## [Stored data]
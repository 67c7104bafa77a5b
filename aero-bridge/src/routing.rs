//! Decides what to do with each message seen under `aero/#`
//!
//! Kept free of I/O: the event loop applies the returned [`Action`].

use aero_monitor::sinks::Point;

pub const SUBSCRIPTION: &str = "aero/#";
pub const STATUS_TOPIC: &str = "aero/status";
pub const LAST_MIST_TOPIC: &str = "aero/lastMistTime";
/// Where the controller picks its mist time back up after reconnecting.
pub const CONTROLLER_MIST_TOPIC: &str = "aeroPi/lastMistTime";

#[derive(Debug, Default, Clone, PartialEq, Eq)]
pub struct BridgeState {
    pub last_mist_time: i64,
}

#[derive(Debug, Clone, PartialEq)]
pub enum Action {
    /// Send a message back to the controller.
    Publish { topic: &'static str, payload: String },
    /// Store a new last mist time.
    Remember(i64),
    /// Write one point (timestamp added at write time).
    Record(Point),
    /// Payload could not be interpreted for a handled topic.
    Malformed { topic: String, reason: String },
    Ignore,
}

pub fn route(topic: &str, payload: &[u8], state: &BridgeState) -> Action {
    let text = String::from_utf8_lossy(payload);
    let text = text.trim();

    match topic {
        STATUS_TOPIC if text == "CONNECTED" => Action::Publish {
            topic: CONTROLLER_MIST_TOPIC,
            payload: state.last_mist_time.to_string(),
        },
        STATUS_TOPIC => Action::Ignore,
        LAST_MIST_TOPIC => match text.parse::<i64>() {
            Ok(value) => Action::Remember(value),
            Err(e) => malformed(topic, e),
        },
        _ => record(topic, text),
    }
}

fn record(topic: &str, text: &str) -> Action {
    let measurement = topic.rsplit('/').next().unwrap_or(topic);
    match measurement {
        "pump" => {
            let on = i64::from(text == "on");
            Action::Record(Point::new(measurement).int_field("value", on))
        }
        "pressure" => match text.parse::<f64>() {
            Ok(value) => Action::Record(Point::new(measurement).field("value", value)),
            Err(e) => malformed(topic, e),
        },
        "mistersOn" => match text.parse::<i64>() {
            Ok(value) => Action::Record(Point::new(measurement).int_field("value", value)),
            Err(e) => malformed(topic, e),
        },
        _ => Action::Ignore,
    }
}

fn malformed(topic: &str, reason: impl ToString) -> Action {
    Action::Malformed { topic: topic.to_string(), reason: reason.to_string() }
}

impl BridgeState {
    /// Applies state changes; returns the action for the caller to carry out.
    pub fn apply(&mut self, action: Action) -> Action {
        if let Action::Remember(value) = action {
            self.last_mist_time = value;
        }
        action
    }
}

## [Problem details]
Restate exactly each line of the data from the one bearing "to the controller." to the end, and add nothing.

## [Exercise result]
    /// Send a message back to the controller.
    Publish { topic: &'static str, payload: String },
    /// Store a new last mist time.
    Remember(i64),
    /// Write one point (timestamp added at write time).
    Record(Point),
    /// Payload could not be interpreted for a handled topic.
    Malformed { topic: String, reason: String },
    Ignore,
}

pub fn route(topic: &str, payload: &[u8], state: &BridgeState) -> Action {
    let text = String::from_utf8_lossy(payload);
    let text = text.trim();

    match topic {
        STATUS_TOPIC if text == "CONNECTED" => Action::Publish {
            topic: CONTROLLER_MIST_TOPIC,
            payload: state.last_mist_time.to_string(),
        },
        STATUS_TOPIC => Action::Ignore,
        LAST_MIST_TOPIC => match text.parse::<i64>() {
            Ok(value) => Action::Remember(value),
            Err(e) => malformed(topic, e),
        },
        _ => record(topic, text),
    }
}

fn record(topic: &str, text: &str) -> Action {
    let measurement = topic.rsplit('/').next().unwrap_or(topic);
    match measurement {
        "pump" => {
            let on = i64::from(text == "on");
            Action::Record(Point::new(measurement).int_field("value", on))
        }
        "pressure" => match text.parse::<f64>() {
            Ok(value) => Action::Record(Point::new(measurement).field("value", value)),
            Err(e) => malformed(topic, e),
        },
        "mistersOn" => match text.parse::<i64>() {
            Ok(value) => Action::Record(Point::new(measurement).int_field("value", value)),
            Err(e) => malformed(topic, e),
        },
        _ => Action::Ignore,
    }
}

fn malformed(topic: &str, reason: impl ToString) -> Action {
    Action::Malformed { topic: topic.to_string(), reason: reason.to_string() }
}

impl BridgeState {
    /// Applies state changes; returns the action for the caller to carry out.
    pub fn apply(&mut self, action: Action) -> Action {
        if let Action::Remember(value) = action {
            self.last_mist_time = value;
        }
        action
    }
}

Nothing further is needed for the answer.